グローブはサインも兼ねており、デザイナーの原研哉さんとテキスタイルデザイナーの安東陽子さんが、たいへん苦労してつくってくださいました。ポリエステルを三軸織という立体的な編み方で編むことで緩やかな曲面をつくり出し、その上部を半透明の素材で覆い付箋のように糊のついたパーツを張り合わせてパターンをつくっています。このグローブはトップライトに合わせて設けられており、グローブの周辺からやわらかい自然光が落ちます。また、トップライトは可動で、そこから暖まった空気を逃がすことができます。
また、2階の開架閲覧エリアには、西側のプロムナードに面して3メートルの奥行のテラスを設けています。これは、西日の遮蔽を期待すると共に、気候のよい時期にはプロムナードの緑と向かい合って本を読むことができます。南側と東側にも、大きなテラスがあります。「せんだいメディアテーク」に比べると、かなり内と外との関係をつくることができました。
このプロジェクトでいちばん私が嬉しかったのは、普通の冷房よりは設定温度が高めであるにもかかわらず、デシカント空調によって除湿しているため、さわやかな空気の流れを感じることができ、心地よい空間となっていることです。室内の温度が外気温とそんなに違わず、内部にいても、外にいるような感覚なのです。この建築で、初めてそういった空間が実現できました。ぜひ機会があれば体験していただけたらと思います。

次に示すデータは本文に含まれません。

// This Source Code Form is subject to the terms of the Mozilla Public
// License, v. 2.0. If a copy of the MPL was not distributed with this
// file, You can obtain one at https://mozilla.org/MPL/2.0/.

//! Building elements: conduit runs and the structural hosts they pass through.

use crate::conduit::{Conduit, ConduitKind, CrossSection};
use crate::ids::ElementId;
use nalgebra::Vector3;
use sleeve_lite_geometry::primitives::{box_mesh, cylinder_mesh, prism_mesh, DEFAULT_SEGMENTS};
use sleeve_lite_geometry::{GeometryNode, Mesh, Point3};

/// Structural category of a host element
#[derive(Debug, Clone, Copy, PartialEq, Eq, Hash)]
pub enum HostKind {
    Beam,
    Floor,
    Wall,
    Column,
    Generic,
}

#[derive(Debug, Clone, PartialEq)]
pub enum ElementKind {
    Conduit(Conduit),
    Host(HostKind),
}

/// An element with its (possibly nested) solid geometry
#[derive(Debug, Clone)]
pub struct Element {
    pub id: ElementId,
    pub name: String,
    pub kind: ElementKind,
    pub geometry: GeometryNode,
}

impl Element {
    pub fn new(
        id: ElementId,
        name: impl Into<String>,
        kind: ElementKind,
        geometry: GeometryNode,
    ) -> Self {
        Self {
            id,
            name: name.into(),
            kind,
            geometry,
        }
    }

    /// Host element whose geometry is a single axis-aligned box
    pub fn host_box(
        id: ElementId,
        name: impl Into<String>,
        kind: HostKind,
        min: Point3<f64>,
        max: Point3<f64>,
    ) -> Self {
        let geometry = GeometryNode::Solid(box_mesh(min, max));
        Self::new(id, name, ElementKind::Host(kind), geometry)
    }

    /// Conduit element with geometry swept along its centerline
    pub fn conduit(id: ElementId, name: impl Into<String>, conduit: Conduit) -> Self {
        let geometry = GeometryNode::group(
            sweep_conduit(&conduit)
                .into_iter()
                .map(GeometryNode::Solid)
                .collect(),
        );
        Self::new(id, name, ElementKind::Conduit(conduit), geometry)
    }

    pub fn as_conduit(&self) -> Option<&Conduit> {
        match &self.kind {
            ElementKind::Conduit(c) => Some(c),
            ElementKind::Host(_) => None,
        }
    }

    pub fn host_kind(&self) -> Option<HostKind> {
        match self.kind {
            ElementKind::Host(k) => Some(k),
            ElementKind::Conduit(_) => None,
        }
    }

    /// Category label used in logs and reports
    pub fn category(&self) -> &'static str {
        match &self.kind {
            ElementKind::Conduit(c) => match c.kind {
                ConduitKind::Pipe => "Pipe",
                ConduitKind::Duct => "Duct",
            },
            ElementKind::Host(HostKind::Beam) => "Beam",
            ElementKind::Host(HostKind::Floor) => "Floor",
            ElementKind::Host(HostKind::Wall) => "Wall",
            ElementKind::Host(HostKind::Column) => "Column",
            ElementKind::Host(HostKind::Generic) => "Generic",
        }
    }
}

/// One solid per centerline segment. Unsupported profiles produce nothing.
fn sweep_conduit(conduit: &Conduit) -> Vec<Mesh> {
    conduit
        .centerline
        .points()
        .windows(2)
        .map(|w| match &conduit.section {
            CrossSection::Circular { diameter } => {
                cylinder_mesh(w[0], w[1], diameter / 2.0, DEFAULT_SEGMENTS)
            }
            CrossSection::Rectangular { width, height } | CrossSection::Oval { width, height } => {
                prism_mesh(w[0], w[1], *width, *height, Vector3::z())
            }
            CrossSection::Other(_) => Mesh::new(),
        })
        .filter(|m| !m.is_empty())
        .collect()
}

周辺の山並みと調和する波打つ形状の屋根は、地元のヒノキ材を使って組みました。これも、アラップの金田さんが提案してくださり、大断面の集成材ではなく、幅120ミリメートル、厚さ20ミリメートルの薄い断面を持つヒノキ材を、三方向に互い違いに重ね合わせてレイヤーをつくり、曲面の屋根を構成しています。いちばん低いところがいちばん曲げモーメントが大きくなるので、木材を20層重ね合わせて40センチの厚さの屋根としています。上の方へ行くとその半分くらいの厚さとなります。この屋根の施工には、全国から百何十人という大工さんが集められ、2014年の夏の厳しい暑さの中、頑張ってつくってくださいました。
設計時に問題となったのは、こんなに本がたくさんある空間に対して、木造の屋根を架けてよいのかという点でした。かなり綿密に確認の準備をしていたのですが、いちばん最後の大臣認定の段階で、国土交通省からストップがかかってしまいました。一時は白紙に戻りかねないような状況にまで陥りました。そこで、解決策として提案したのは、書架をコンクリートでつくるということでした。書架の構造部分をプレキャストコンクリート、棚板は鉄板の上に木を重ねてつくりました。つまり、本は燃えてもこの書棚の中の範囲でしか燃え広がらないのです。実証実験を行い、ようやく木造屋根を認めてもらうことができました。とは言え、家具やグローブのテキスタイルはすべて不燃加工をしなければいけませんでした。ソファなどには、通常クッションを入れますが、耐火のことを考えると入れられないので、人工の籐を使い、少し固いですが気持ちのよいソファができました。家具は藤江和子さんのデザインです。
また、岐阜出身であるアーティストの日比野克彦さんが、彼がリーダーとなって、今回この「みんなの森 ぎふメディアコスモス」を、どのように使っていくのか、岐阜の若い人たちと一緒になって毎週のようにワークショップをやってくださいました。そのおかげもあって、「せんだいメディアテーク」の時に比べるとずいぶんスムーズにプロジェクトを離陸させることができました。
今では週末は1日6〜7000人ほどの方が利用してくださっています。